Tamashiro Market is a family-run seafood market located in Downtown Honolulu on North King Street for over 60 years. It was founded by Walter Tamashiro after a tsumani hit Hilo in 1946, where the Tamashiro family previously lived. Fresh fish sales are 75 percent of the market's business. The market also sells prepared poké, fish jerky, various sea vegetables and edible seaweeds, and a range of tropical fruits.

==History==
In 1913, Chogen Tamashiro emigrated to Hawaii from Okinawa, Japan. He was 14 years old at the time, and came to Hawaii to work on a sugar plantation, which he eventually purchased some decades later. Tamashiro and his wife Iris Yohiko had a son, Walter, on December 11, 1929 in Hilo.

The elder Tamashiro first opened Tamashiro Market in 1941, a farm store in Hilo, however after a 1946 tsunami destroyed much of Hilo, he and his family moved to Oahu, to open the market in Honolulu. In 1954, his son, Walter, considered the viability of focusing the market on fish and seafood.
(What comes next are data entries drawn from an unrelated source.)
//! Source registrar: the only writer of Document rows.
//!
//! Every status change goes through [`SourceRegistrar::update_status`],
//! which validates the patch shape, restricts the caller's expected states
//! to those with a legal edge into the target status, and lets the store
//! perform a single conditional write. A write that finds the document in
//! any other state is rejected as stale.

use std::sync::Arc;

use tracing::{debug, info, warn};
use uuid::Uuid;

use crate::db::{DocumentStore, PatchOutcome};
use crate::intake::converted_object_path;
use crate::models::{Document, DocumentPatch, DocumentStatus, RegisterRequest, SourceKind};
use crate::pipeline::StatusNotifier;
use crate::storage::StorageAdapter;
use crate::types::{AppError, AppResult};

#[derive(Clone)]
pub struct SourceRegistrar {
    store: Arc<dyn DocumentStore>,
    storage: Arc<dyn StorageAdapter>,
    notifier: StatusNotifier,
}

impl SourceRegistrar {
    pub fn new(
        store: Arc<dyn DocumentStore>,
        storage: Arc<dyn StorageAdapter>,
        notifier: StatusNotifier,
    ) -> Self {
        Self {
            store,
            storage,
            notifier,
        }
    }

    pub fn store(&self) -> &Arc<dyn DocumentStore> {
        &self.store
    }

    /// Create a pending Document, or with `idempotent` return the active one
    /// already registered for the same source.
    pub async fn register(&self, request: RegisterRequest) -> AppResult<(Document, bool)> {
        if request.source_ref.trim().is_empty() {
            return Err(AppError::Validation("Source reference is empty".to_string()));
        }

        let (doc, created) = self.store.insert(&request).await?;

        if created {
            info!(
                document_id = %doc.id,
                client_id = %doc.client_id,
                source_kind = %doc.source_kind,
                document_type = %doc.document_type,
                "Registered document"
            );
            self.notifier.publish(doc.id, doc.status).await;
        } else {
            debug!(
                document_id = %doc.id,
                status = %doc.status,
                "Returning existing document for idempotent registration"
            );
        }

        Ok((doc, created))
    }

    /// Atomically move a Document to `patch.status`, provided it is currently
    /// in one of `expected` and the edge is legal. Fails with `Conflict` when
    /// the document has moved on.
    pub async fn update_status(
        &self,
        document_id: Uuid,
        expected: &[DocumentStatus],
        patch: DocumentPatch,
    ) -> AppResult<Document> {
        validate_patch(&patch)?;

        let allowed: Vec<DocumentStatus> = expected
            .iter()
            .copied()
            .filter(|from| from.can_transition_to(patch.status))
            .collect();
        if allowed.is_empty() {
            return Err(AppError::Conflict(format!(
                "No legal transition from {:?} to {}",
                expected, patch.status
            )));
        }

        match self.store.apply_patch(document_id, &allowed, &patch).await? {
            PatchOutcome::Applied(doc) => {
                debug!(
                    document_id = %doc.id,
                    status = %doc.status,
                    attempt = doc.attempt,
                    "Document status updated"
                );
                self.notifier.publish(doc.id, doc.status).await;
                Ok(doc)
            }
            PatchOutcome::Stale { current } => {
                warn!(
                    document_id = %document_id,
                    current = %current,
                    target = %patch.status,
                    "Rejected stale status update"
                );
                Err(AppError::Conflict(format!(
                    "Document {} is {}, cannot move to {}",
                    document_id, current, patch.status
                )))
            }
            PatchOutcome::JobReplaced { current_job } => {
                warn!(
                    document_id = %document_id,
                    expected_job = ?patch.expected_job,
                    current_job = ?current_job,
                    "Rejected update for a replaced parse job"
                );
                Err(AppError::Conflict(format!(
                    "Document {} no longer tracks job {}",
                    document_id,
                    patch.expected_job.as_deref().unwrap_or_default()
                )))
            }
            PatchOutcome::NotFound => {
                Err(AppError::NotFound(format!("Document {}", document_id)))
            }
        }
    }

    /// Record that `job_id` is still being polled. False means the document
    /// has moved on and the caller no longer owns it.
    pub async fn heartbeat(&self, document_id: Uuid, job_id: &str) -> AppResult<bool> {
        self.store.heartbeat(document_id, job_id).await
    }

    pub async fn get_document(&self, document_id: Uuid) -> AppResult<Document> {
        self.store
            .get(document_id)
            .await?
            .ok_or_else(|| AppError::NotFound(format!("Document {}", document_id)))
    }

    pub async fn list_for_client(&self, client_id: Uuid) -> AppResult<Vec<Document>> {
        self.store.list_for_client(client_id).await
    }

    /// Delete a terminal Document, and its stored object unless another
    /// document of the client still points at it.
    pub async fn remove(&self, document_id: Uuid) -> AppResult<()> {
        let doc = self.get_document(document_id).await?;
        if !doc.status.is_terminal() {
            return Err(AppError::Conflict(format!(
                "Document {} is still {}",
                document_id, doc.status
            )));
        }

        self.store.delete(document_id).await?;
        self.notifier.unregister(document_id).await;

        if let Some(path) = stored_object_path(&doc) {
            // uploads are content addressed, a re-upload shares the object
            let shared = doc.source_kind == SourceKind::Upload
                && self.store.source_in_use(doc.client_id, &doc.source_ref).await?;
            if shared {
                debug!(document_id = %doc.id, path = %path, "Stored object still referenced, keeping it");
            } else if let Err(e) = self.storage.delete(&path).await {
                warn!(document_id = %doc.id, path = %path, error = %e, "Failed to delete stored object");
            }
        }

        info!(document_id = %document_id, "Removed document");
        Ok(())
    }
}

/// Storage path owned by the document, if any: the upload itself, or the
/// converted PDF of a URL source.
fn stored_object_path(doc: &Document) -> Option<String> {
    match doc.source_kind {
        SourceKind::Upload => Some(doc.source_ref.clone()),
        SourceKind::Url => {
            let path = converted_object_path(doc.client_id, doc.id);
            doc.canonical_ref
                .as_deref()
                .is_some_and(|r| r.ends_with(&path))
                .then_some(path)
        }
    }
}

/// Content and chunks only travel with `completed`, an error only with
/// `failed`.
fn validate_patch(patch: &DocumentPatch) -> AppResult<()> {
    let carries_result = patch.content.is_some() || patch.chunks.is_some();

    match patch.status {
        DocumentStatus::Completed => {
            if patch.content.is_none() || patch.chunks.is_none() {
                return Err(AppError::Internal(
                    "A completed document needs content and chunks".to_string(),
                ));
            }
            if patch.error.is_some() {
                return Err(AppError::Internal(
                    "A completed document cannot carry an error".to_string(),
                ));
            }
        }
        DocumentStatus::Failed => {
            if patch.error.is_none() {
                return Err(AppError::Internal("A failed document needs an error".to_string()));
            }
            if carries_result {
                return Err(AppError::Internal(
                    "A failed document cannot carry content or chunks".to_string(),
                ));
            }
        }
        _ => {
            if carries_result || patch.error.is_some() {
                return Err(AppError::Internal(format!(
                    "Status {} cannot carry content, chunks or an error",
                    patch.status
                )));
            }
        }
    }

    Ok(())
}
The market began selling live crab and varieties of fresh fish from metal buckets. Once the day's catch sells out, customers must wait until the next day to make fish purchases.

Walter Tamashiro died on August 15, 2002. The market is now run by Walter's three sons, Cyrus, Guy, and Sean, making it a three-generation family business. Sean Tamashiro passed away in February 2021.

On March 27th, 2026, it was announced that Tamashiro Market would be closing after nearly 80 years.

==Description==
The market building is painted bright pink, and features a large pink crab near the roofline. It is located on North King Street, approximately one mile from the largest fish auction house in the United States, the Honolulu Fish Auction. Each morning the Tamashiro brothers purchase the seafood and fish they will sell that day. The market offers more than 20 varieties of freshly made poké including nairagi, kajiki, tako, ahi with onions, spicy poké with tobiko, and kawa kawa among others. Tamashiro's king crab with nori poké won the Honolulu PokéFest contest in 2018.